Activity: Give back an exact copy of the lines in the records below, from the line that has "repository ba790de4eac4224c" through the line that has "let left: Vec<f32>", and nothing besides.

Records for processing:
----------------

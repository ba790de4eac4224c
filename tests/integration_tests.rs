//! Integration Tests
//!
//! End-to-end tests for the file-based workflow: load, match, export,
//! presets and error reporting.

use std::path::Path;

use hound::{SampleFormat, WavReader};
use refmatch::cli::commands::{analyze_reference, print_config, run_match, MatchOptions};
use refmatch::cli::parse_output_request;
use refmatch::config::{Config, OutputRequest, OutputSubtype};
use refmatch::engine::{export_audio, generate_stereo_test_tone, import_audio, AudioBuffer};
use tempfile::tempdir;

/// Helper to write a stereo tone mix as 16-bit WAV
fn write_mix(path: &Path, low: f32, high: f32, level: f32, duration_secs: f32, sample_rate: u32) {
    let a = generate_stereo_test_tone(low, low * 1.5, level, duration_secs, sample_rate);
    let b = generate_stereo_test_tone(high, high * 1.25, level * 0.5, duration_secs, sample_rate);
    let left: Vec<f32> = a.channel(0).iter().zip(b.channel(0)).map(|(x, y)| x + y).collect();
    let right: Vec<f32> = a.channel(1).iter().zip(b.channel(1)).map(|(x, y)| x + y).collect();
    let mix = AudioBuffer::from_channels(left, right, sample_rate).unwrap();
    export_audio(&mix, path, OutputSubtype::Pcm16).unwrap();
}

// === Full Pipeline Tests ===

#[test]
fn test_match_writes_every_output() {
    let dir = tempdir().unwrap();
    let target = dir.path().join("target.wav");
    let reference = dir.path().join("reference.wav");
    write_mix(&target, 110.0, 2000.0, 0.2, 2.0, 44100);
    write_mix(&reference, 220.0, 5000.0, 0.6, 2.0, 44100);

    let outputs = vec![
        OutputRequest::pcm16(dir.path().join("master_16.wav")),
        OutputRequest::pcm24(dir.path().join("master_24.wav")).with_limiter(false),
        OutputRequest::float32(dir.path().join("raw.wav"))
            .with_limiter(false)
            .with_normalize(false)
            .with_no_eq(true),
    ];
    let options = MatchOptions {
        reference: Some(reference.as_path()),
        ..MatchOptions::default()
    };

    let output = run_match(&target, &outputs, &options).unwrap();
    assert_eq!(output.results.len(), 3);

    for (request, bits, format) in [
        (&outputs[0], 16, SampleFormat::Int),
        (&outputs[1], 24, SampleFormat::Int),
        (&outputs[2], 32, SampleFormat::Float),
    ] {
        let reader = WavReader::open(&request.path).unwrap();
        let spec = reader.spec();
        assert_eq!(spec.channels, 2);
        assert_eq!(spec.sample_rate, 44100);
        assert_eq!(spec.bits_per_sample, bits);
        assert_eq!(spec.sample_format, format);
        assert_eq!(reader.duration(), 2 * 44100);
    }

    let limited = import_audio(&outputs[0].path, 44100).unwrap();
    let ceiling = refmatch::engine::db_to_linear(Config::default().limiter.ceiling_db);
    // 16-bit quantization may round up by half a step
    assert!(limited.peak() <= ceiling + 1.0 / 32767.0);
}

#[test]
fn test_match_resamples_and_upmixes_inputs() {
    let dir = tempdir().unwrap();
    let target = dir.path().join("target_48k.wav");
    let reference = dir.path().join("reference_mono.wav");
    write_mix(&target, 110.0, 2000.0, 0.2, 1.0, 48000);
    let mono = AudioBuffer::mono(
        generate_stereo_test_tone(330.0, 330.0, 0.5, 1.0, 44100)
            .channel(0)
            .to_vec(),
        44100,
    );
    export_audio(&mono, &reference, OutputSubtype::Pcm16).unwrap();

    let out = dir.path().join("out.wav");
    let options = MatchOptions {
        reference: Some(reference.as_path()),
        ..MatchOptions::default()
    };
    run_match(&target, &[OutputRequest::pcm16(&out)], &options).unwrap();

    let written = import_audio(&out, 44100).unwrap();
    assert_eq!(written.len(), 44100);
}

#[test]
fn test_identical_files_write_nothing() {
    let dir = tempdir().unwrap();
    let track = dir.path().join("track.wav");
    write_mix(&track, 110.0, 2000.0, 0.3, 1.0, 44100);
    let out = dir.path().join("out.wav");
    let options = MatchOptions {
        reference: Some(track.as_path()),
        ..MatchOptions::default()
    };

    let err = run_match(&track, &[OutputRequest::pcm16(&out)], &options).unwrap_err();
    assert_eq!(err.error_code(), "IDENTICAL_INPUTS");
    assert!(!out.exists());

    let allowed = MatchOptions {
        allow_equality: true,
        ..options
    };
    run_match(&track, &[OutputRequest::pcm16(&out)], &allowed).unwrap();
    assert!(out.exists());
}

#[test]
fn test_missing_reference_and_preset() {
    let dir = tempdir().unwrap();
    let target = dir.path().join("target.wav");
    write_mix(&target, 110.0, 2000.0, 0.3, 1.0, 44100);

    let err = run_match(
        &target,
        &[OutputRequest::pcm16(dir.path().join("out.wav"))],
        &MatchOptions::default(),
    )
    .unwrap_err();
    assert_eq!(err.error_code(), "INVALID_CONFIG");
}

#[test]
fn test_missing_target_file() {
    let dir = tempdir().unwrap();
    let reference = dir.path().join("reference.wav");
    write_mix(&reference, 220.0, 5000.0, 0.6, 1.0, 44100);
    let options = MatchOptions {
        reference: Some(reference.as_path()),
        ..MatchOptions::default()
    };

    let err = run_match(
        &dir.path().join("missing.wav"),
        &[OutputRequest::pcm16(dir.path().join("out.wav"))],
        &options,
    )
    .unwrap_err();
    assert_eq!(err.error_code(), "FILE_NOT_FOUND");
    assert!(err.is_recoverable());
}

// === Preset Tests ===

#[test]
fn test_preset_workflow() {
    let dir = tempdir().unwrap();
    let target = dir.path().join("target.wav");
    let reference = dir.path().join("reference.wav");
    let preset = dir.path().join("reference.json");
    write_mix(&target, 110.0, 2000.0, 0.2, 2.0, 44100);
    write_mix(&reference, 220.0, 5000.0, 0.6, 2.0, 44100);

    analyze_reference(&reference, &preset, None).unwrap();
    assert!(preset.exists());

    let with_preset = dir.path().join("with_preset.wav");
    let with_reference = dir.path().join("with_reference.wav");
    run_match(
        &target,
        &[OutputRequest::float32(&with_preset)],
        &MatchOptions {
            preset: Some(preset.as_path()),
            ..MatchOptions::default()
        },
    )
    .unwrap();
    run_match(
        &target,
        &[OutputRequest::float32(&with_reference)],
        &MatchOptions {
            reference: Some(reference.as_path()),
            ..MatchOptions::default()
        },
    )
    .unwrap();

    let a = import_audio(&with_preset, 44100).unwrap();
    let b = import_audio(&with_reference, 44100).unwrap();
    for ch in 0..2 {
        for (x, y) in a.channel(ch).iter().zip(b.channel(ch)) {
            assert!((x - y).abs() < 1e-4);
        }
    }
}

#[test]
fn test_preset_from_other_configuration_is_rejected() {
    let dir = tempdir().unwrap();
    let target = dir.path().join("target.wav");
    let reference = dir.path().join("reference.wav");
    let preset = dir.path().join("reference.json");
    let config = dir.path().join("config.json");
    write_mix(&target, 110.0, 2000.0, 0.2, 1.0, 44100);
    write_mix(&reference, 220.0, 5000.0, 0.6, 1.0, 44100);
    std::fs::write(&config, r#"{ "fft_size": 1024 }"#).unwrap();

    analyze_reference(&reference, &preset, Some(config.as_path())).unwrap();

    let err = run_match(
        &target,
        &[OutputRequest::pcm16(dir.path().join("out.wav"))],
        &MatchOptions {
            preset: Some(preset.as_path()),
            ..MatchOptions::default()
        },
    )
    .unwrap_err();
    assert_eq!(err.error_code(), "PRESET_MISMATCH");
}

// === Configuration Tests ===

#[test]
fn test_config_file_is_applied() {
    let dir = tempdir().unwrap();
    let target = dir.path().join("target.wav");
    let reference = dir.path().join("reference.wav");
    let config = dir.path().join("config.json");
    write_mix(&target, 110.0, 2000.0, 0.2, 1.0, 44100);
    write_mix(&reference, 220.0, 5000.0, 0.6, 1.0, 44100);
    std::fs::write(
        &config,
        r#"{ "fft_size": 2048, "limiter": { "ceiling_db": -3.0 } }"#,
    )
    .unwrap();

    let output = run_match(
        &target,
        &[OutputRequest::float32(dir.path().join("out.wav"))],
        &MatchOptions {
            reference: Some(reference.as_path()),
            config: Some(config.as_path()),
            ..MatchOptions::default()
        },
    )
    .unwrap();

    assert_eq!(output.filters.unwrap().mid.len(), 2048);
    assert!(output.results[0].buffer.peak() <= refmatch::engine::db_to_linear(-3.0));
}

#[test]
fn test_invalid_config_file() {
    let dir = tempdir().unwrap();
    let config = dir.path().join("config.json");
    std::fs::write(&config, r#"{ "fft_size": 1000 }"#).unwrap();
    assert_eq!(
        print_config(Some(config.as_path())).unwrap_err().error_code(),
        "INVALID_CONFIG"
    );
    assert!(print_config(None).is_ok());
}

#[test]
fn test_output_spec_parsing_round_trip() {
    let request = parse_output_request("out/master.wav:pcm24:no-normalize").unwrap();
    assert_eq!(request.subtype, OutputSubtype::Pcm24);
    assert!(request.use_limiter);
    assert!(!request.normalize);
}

----------------

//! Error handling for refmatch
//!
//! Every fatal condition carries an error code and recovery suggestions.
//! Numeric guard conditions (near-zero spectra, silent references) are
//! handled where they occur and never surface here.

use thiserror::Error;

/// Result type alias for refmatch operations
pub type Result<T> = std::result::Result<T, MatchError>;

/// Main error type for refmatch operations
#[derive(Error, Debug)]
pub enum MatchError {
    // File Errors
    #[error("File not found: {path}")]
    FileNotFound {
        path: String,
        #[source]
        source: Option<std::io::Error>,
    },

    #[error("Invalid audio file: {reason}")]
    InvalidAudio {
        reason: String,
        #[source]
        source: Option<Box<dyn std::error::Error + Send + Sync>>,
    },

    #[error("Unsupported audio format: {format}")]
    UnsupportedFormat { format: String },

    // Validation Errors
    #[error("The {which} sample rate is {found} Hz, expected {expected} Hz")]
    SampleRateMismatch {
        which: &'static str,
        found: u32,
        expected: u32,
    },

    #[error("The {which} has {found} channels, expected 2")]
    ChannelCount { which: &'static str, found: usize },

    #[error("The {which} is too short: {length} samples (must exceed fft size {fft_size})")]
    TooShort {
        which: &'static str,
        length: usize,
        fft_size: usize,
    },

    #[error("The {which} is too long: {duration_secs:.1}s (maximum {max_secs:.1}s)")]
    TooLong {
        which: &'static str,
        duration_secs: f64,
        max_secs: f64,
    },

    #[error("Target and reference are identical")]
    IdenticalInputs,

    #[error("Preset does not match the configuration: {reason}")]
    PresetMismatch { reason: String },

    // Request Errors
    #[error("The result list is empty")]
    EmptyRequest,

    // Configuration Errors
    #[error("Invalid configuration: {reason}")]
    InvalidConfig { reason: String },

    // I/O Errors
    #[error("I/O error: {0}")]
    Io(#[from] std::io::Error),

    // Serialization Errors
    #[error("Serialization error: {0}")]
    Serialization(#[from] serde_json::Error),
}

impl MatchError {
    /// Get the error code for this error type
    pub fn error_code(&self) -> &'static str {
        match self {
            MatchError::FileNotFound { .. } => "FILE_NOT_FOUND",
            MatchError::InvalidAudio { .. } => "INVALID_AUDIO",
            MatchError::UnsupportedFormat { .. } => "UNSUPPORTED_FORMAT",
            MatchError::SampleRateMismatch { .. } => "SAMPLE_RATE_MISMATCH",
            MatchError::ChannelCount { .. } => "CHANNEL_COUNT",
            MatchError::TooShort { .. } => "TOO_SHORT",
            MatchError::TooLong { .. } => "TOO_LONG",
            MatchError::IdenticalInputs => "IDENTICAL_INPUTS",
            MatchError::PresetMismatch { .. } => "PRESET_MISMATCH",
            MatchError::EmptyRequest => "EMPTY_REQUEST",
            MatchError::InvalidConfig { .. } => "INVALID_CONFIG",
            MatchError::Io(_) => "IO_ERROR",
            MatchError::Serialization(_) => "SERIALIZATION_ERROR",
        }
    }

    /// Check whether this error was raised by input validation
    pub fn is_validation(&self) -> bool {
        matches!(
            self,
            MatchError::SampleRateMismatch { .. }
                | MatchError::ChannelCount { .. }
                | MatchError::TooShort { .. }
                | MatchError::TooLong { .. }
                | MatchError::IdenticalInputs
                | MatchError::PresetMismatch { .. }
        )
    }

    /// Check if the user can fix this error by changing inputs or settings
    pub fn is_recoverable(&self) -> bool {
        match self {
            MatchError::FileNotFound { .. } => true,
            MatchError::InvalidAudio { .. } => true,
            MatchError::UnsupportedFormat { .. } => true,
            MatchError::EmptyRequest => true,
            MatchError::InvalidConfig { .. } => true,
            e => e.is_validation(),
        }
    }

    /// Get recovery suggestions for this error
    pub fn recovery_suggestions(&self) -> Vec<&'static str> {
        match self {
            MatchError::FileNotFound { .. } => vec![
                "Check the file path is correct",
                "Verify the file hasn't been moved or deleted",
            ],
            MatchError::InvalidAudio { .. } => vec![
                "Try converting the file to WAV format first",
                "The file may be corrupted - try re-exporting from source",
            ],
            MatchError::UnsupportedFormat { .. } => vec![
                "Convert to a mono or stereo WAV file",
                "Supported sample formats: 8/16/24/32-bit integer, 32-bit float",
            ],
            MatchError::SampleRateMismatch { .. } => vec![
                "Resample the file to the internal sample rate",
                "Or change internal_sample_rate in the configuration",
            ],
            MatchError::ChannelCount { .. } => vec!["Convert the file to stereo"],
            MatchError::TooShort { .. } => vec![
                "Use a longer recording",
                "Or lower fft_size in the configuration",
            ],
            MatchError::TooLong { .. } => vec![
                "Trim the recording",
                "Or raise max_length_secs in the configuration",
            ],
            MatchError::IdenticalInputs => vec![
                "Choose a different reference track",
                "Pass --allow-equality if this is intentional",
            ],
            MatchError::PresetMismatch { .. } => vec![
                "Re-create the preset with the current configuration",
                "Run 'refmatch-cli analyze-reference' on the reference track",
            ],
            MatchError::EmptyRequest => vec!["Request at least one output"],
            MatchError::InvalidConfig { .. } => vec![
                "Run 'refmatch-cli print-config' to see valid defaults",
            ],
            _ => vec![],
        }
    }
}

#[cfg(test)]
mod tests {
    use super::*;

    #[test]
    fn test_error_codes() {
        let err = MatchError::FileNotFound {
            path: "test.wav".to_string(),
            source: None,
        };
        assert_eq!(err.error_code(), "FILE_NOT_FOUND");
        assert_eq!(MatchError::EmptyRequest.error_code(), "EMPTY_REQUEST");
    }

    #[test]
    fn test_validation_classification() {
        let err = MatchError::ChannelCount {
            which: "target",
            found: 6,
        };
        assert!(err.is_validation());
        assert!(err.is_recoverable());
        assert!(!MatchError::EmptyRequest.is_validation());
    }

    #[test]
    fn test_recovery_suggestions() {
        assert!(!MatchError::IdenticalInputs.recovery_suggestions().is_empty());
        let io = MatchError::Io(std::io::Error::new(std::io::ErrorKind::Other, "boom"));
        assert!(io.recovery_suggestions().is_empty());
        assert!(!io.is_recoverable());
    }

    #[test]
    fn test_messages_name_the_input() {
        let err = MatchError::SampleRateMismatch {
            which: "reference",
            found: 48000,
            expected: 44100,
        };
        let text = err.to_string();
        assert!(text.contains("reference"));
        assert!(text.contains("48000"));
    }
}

----------------

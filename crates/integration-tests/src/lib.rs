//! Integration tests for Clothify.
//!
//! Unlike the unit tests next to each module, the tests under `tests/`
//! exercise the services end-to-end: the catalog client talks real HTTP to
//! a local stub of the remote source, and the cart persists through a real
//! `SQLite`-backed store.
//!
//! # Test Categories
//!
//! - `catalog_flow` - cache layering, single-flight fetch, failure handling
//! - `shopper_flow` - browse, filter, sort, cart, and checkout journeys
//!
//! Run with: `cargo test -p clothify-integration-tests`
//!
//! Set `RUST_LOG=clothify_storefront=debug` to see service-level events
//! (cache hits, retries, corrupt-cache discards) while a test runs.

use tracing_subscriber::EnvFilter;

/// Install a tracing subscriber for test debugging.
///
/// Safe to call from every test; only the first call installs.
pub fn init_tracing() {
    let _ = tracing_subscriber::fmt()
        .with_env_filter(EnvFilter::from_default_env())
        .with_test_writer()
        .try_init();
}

----------------

Your solution:
repository ba790de4eac4224c
filename tests/integration_tests.rs
//! Integration Tests
//!
//! End-to-end tests for the file-based workflow: load, match, export,
//! presets and error reporting.

use std::path::Path;

use hound::{SampleFormat, WavReader};
use refmatch::cli::commands::{analyze_reference, print_config, run_match, MatchOptions};
use refmatch::cli::parse_output_request;
use refmatch::config::{Config, OutputRequest, OutputSubtype};
use refmatch::engine::{export_audio, generate_stereo_test_tone, import_audio, AudioBuffer};
use tempfile::tempdir;

/// Helper to write a stereo tone mix as 16-bit WAV
fn write_mix(path: &Path, low: f32, high: f32, level: f32, duration_secs: f32, sample_rate: u32) {
    let a = generate_stereo_test_tone(low, low * 1.5, level, duration_secs, sample_rate);
    let b = generate_stereo_test_tone(high, high * 1.25, level * 0.5, duration_secs, sample_rate);
    let left: Vec<f32> = a.channel(0).iter().zip(b.channel(0)).map(|(x, y)| x + y).collect();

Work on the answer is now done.